Here is a non-regex version of code that will work on all examples given:

var newStr = str.split(' ').map(function(sec) {
    if (sec[0] !== '(' && sec[sec.length-1] !== ')' ) {
    return sec
  }
}).join(' ').replace(/\s\s+/g, ' ')

However, it will not work if there is a word surrounded by white spaces in the original string. That means for the string: Hello (hiii(1998 Teddybear overhill) hpp) there it would return Hello Teddybear there.

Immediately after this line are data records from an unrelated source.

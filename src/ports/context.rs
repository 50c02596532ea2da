//! Host context port.
//!
//! The capability surface a host hands to an extension at registration.

use std::sync::Arc;

use serde::{Deserialize, Serialize};

use crate::ports::editor::EditorService;
use crate::ports::remote::RemoteFileBridge;
use crate::ports::settings::SettingsService;
use crate::ports::theme::ThemeService;

/// The execution environment a host runs extensions in.
#[derive(Debug, Clone, Copy, PartialEq, Eq, Hash, Serialize, Deserialize)]
#[serde(rename_all = "lowercase")]
pub enum HostEnvironment {
    /// Desktop host with direct filesystem access.
    Native,
    /// Browser-style host; local files are reachable only through the
    /// remote file bridge.
    Sandboxed,
}

impl HostEnvironment {
    /// Checks whether the rendering layer can load local paths directly.
    pub fn has_direct_file_access(&self) -> bool {
        matches!(self, HostEnvironment::Native)
    }
}

/// Trait for the capability bundle passed to extensions at registration.
pub trait HostContext: Send + Sync {
    /// Gets the environment this host runs in.
    fn environment(&self) -> HostEnvironment;

    /// Gets the theming service.
    fn theme(&self) -> Arc<dyn ThemeService>;

    /// Gets the settings service.
    fn settings(&self) -> Arc<dyn SettingsService>;

    /// Gets the editor service.
    fn editor(&self) -> Arc<dyn EditorService>;

    /// Gets the privileged file bridge, if this host offers one.
    fn remote_files(&self) -> Option<Arc<dyn RemoteFileBridge>>;
}
//! Core types for the background extension.

use std::fmt;

use serde::{Deserialize, Serialize};

use crate::ports::settings::{SettingKey, SettingsSnapshot};

/// Name under which the extension registers with the host.
pub const EXTENSION_NAME: &str = "extension-background";

/// Settings key holding the background image path or URL.
pub const SETTING_IMAGE_PATH: &str = "extension-background.image-path";

/// Settings key holding the configured backdrop opacity.
pub const SETTING_OPACITY: &str = "extension-background.opacity";

/// Palette id of the visibility toggle action.
pub const ACTION_TOGGLE: &str = "extension-background.toggle";

/// Image path used while the user has not configured one.
pub const DEFAULT_IMAGE_PATH: &str = "";

/// Opacity used while the user has not configured one.
pub const DEFAULT_OPACITY: f64 = 0.3;

/// Gets the image path key as a typed key.
pub fn image_path_key() -> SettingKey {
    SettingKey::new(SETTING_IMAGE_PATH)
}

/// Gets the opacity key as a typed key.
pub fn opacity_key() -> SettingKey {
    SettingKey::new(SETTING_OPACITY)
}

/// Typed view over the extension's two persisted settings.
#[derive(Debug, Clone, PartialEq, Serialize, Deserialize)]
pub struct BackgroundSettings {
    /// Local path or absolute URL of the background image.
    pub image_path: String,
    /// Configured opacity in `0.0..=1.0`.
    pub opacity: f64,
}

impl Default for BackgroundSettings {
    fn default() -> Self {
        BackgroundSettings {
            image_path: DEFAULT_IMAGE_PATH.to_string(),
            opacity: DEFAULT_OPACITY,
        }
    }
}

impl BackgroundSettings {
    /// Creates new background settings.
    pub fn new(image_path: impl Into<String>, opacity: f64) -> Self {
        BackgroundSettings {
            image_path: image_path.into(),
            opacity,
        }
    }

    /// Reads both values out of a host snapshot. Missing or ill-typed
    /// entries fall back to the defaults.
    pub fn from_snapshot(snapshot: &SettingsSnapshot) -> Self {
        let image_path = snapshot
            .get(&image_path_key())
            .and_then(|value| value.as_str())
            .unwrap_or(DEFAULT_IMAGE_PATH)
            .to_string();
        let opacity = snapshot
            .get(&opacity_key())
            .and_then(|value| value.as_f64())
            .unwrap_or(DEFAULT_OPACITY);

        BackgroundSettings {
            image_path,
            opacity,
        }
    }
}

/// A URL the host's rendering layer can paint directly.
///
/// One of `http(s)://` passed through, `file://` built from a local path
/// or a base64 `data:` URL assembled from bridged bytes.
#[derive(Debug, Clone, PartialEq, Eq, Hash, Serialize, Deserialize)]
pub struct ResolvedUrl(String);

impl ResolvedUrl {
    /// Creates a new resolved URL.
    pub fn new(url: impl Into<String>) -> Self {
        ResolvedUrl(url.into())
    }

    /// Gets the URL as a string slice.
    pub fn as_str(&self) -> &str {
        &self.0
    }
}

impl fmt::Display for ResolvedUrl {
    fn fmt(&self, f: &mut fmt::Formatter<'_>) -> fmt::Result {
        write!(f, "{}", self.0)
    }
}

Since you did not specify that, the code will take care of all the supplied cases.

Answer 4

Not sure if I understood the question correctly but you seem to want to remove everything within the braces also if there is an uneven amount of braces. This is probably an overkill but here is my attempt

JSbin example

myString = "Hello (hiii(1998 overhill) hpp) there";

function noBraces(str){

  let arr = str.split('')
      openBrace = null,
      closeBrace = null;

  // find first opening brace
  for (let i = 0, l = arr.length; i < l; i++){
    if (arr[i] == "(" ) {
      openBrace = i;
      break
    }
  }

  // find last closing brace
  for (let i = 0, l = arr.length - 1; i <= l; l--){  
    if (arr[l] == ")") {
      // we don't need the brace in the result
      closeBrace = l + 1;
      break
    }
  }

  // check if both braces exist and return result
  if (openBrace != null && closeBrace != null){
    return str.slice(0,openBrace) + str.slice(closeBrace, str.length);
  }
  // if only one brace exists then return everything
  // on one side of the brace
  else if (openBrace != null && closeBrace == null){
    return str.slice(0,openBrace);
  } else if (openBrace == null && closeBrace != null){
    return str.slice(closeBrace,str.length);
  } else {
    // if no braces found return the string
    return str;
  }

}

console.log(noBraces(myString));

Answer 5

I found two ways of possible situations you want.

One of them is the one that I told you in the comment:

var myString = 'Hello (ddd(dog) kk) and hello (pineapple(g)';
console.log(myString.replace(/\(.+\)/g, ''));

This one will remove from the first ( to the last ).

---

Or removing pairs of brackets contents recursively:

function removeBracketsContents(str) {
  while (str.indexOf('(') > -1 & str.indexOf(')') > -1) {
    str = str.replace(/\([^\(\)]+\)/g, '');
  }
  return str;
}

console.log(removeBracketsContents('Hello (hiii(1998 overhill) hpp) there'));
console.log(removeBracketsContents('Hello (ddd(dog) kk) and hello (pineapple(g))'));